In the data, extract each line that holds the string "ApiDoc".

* **Collected data**:
==================================================
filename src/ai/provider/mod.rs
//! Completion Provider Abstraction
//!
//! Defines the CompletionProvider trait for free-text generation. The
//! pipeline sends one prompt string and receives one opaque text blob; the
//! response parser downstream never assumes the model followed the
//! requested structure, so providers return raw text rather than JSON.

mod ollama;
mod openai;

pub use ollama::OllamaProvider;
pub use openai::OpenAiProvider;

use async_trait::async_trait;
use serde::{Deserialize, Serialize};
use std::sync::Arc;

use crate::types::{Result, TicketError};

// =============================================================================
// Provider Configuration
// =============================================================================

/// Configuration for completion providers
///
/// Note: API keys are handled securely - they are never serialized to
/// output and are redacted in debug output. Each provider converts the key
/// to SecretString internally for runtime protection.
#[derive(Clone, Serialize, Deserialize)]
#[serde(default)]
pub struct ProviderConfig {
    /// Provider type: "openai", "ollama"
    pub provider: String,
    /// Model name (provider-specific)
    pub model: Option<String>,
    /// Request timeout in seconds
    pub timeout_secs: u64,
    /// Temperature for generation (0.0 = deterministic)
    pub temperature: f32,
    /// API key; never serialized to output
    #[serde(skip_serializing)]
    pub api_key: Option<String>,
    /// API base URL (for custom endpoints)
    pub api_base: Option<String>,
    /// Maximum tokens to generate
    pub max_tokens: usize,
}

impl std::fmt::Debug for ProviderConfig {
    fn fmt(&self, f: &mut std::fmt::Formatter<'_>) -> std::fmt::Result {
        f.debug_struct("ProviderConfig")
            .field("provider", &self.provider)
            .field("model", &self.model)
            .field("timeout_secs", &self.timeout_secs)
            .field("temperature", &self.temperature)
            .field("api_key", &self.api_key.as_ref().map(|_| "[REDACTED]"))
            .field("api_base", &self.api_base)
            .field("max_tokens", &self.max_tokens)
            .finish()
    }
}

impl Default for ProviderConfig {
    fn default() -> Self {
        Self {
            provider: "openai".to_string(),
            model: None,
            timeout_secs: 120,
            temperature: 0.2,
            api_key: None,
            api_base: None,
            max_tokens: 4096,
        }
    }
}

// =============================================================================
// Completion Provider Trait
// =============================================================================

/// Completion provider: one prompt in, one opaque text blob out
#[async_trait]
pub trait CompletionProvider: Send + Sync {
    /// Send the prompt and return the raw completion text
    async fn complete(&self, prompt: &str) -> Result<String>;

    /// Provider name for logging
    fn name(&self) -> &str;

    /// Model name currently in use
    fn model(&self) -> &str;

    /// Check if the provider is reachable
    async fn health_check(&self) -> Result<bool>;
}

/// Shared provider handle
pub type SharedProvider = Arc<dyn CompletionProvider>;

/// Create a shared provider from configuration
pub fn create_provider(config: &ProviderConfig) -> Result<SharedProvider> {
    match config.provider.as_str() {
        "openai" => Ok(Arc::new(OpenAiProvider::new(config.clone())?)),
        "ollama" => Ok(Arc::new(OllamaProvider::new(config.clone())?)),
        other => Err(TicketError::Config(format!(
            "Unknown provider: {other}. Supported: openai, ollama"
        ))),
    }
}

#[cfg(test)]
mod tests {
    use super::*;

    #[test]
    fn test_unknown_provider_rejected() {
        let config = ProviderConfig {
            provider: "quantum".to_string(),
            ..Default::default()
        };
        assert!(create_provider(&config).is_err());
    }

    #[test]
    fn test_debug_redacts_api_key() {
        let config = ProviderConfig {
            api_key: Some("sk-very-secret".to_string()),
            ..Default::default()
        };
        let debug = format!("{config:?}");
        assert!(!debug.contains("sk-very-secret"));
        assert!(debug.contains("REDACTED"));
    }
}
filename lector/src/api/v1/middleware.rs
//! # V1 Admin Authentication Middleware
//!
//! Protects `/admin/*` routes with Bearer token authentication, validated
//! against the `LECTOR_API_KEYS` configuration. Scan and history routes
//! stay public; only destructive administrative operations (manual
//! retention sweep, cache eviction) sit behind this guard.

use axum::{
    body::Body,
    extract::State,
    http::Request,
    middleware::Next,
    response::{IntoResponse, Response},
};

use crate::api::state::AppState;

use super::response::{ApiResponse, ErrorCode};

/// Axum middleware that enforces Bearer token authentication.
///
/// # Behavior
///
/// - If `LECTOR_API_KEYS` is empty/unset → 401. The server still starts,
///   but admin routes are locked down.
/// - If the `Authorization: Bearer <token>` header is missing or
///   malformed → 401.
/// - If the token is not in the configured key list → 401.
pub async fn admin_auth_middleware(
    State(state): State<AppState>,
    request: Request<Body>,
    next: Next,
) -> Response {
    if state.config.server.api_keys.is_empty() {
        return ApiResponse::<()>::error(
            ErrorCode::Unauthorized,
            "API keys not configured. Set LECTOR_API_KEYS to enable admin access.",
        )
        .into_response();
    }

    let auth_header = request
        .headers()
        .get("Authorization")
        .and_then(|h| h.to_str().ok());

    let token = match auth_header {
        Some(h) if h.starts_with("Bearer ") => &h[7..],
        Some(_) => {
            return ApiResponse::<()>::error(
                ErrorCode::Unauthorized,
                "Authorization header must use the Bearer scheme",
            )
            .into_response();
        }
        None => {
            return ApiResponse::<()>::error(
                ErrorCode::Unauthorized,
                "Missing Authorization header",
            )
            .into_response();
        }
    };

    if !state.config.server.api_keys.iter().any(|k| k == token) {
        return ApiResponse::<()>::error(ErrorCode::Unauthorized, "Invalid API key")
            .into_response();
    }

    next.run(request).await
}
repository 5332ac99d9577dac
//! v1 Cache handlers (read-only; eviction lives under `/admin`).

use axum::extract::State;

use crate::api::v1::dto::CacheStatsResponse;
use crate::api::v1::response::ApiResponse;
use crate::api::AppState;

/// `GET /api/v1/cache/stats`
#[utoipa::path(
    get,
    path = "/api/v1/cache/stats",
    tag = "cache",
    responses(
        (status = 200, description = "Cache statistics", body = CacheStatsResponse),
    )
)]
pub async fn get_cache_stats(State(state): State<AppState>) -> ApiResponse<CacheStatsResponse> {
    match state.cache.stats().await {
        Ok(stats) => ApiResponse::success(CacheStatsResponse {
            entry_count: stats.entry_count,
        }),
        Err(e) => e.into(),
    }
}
==================================================
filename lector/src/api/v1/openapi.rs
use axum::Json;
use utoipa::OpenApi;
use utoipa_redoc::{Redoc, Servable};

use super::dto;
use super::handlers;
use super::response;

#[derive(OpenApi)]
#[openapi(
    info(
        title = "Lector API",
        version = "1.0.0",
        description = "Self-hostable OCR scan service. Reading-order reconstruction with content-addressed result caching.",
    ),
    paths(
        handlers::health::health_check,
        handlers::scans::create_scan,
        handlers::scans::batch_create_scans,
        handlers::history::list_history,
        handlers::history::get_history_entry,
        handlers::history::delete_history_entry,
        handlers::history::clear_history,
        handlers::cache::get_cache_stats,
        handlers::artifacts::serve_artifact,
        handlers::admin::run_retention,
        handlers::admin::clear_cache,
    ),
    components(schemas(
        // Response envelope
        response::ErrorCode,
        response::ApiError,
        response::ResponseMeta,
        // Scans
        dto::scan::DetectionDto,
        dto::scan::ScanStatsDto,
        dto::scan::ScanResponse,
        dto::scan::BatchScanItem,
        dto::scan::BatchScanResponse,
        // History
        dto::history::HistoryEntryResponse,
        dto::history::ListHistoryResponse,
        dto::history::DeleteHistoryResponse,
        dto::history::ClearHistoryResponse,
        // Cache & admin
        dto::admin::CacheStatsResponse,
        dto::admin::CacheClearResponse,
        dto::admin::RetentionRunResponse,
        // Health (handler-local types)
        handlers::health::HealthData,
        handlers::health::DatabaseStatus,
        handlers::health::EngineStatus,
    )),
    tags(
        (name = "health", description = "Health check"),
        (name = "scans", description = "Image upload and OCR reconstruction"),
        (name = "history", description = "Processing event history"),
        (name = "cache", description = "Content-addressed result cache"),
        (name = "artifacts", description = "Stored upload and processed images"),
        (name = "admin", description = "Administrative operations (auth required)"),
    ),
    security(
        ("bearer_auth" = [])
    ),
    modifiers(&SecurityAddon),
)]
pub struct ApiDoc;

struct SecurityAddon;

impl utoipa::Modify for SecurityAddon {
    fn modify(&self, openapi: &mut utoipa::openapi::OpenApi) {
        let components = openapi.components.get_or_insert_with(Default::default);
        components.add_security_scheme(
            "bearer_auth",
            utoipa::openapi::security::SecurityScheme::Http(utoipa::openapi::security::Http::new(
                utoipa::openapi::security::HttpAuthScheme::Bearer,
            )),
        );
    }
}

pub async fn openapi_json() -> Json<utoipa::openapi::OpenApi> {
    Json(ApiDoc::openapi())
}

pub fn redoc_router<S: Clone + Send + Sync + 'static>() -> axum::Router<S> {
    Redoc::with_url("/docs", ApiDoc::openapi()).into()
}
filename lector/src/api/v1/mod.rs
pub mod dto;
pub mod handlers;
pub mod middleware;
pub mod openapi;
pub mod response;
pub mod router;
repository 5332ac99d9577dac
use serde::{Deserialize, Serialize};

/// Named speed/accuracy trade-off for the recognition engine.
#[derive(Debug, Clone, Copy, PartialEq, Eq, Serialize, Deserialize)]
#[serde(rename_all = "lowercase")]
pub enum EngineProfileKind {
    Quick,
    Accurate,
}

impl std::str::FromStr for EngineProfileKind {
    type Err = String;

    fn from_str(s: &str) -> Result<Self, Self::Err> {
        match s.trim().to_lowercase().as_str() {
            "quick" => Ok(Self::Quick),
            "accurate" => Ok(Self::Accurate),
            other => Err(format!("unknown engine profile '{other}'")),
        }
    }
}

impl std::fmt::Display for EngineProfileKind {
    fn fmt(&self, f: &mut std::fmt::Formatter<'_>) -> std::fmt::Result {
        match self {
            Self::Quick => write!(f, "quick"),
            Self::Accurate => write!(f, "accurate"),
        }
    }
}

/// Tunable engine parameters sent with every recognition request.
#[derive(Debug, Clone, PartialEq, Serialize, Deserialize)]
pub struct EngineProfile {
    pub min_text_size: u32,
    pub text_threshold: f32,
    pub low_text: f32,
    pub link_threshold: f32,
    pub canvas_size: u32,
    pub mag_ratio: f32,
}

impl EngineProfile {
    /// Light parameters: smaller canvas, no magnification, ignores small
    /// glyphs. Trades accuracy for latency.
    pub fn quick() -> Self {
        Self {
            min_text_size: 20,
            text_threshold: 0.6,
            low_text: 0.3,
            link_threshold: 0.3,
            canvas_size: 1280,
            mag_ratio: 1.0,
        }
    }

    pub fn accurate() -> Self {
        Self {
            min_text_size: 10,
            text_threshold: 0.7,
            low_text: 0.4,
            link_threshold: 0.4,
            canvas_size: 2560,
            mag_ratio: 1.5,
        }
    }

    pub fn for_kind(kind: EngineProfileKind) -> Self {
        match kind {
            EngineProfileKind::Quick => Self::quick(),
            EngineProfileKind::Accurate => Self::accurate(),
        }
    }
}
==================================================
* **Task result**:
pub struct ApiDoc;
    Json(ApiDoc::openapi())
    Redoc::with_url("/docs", ApiDoc::openapi()).into()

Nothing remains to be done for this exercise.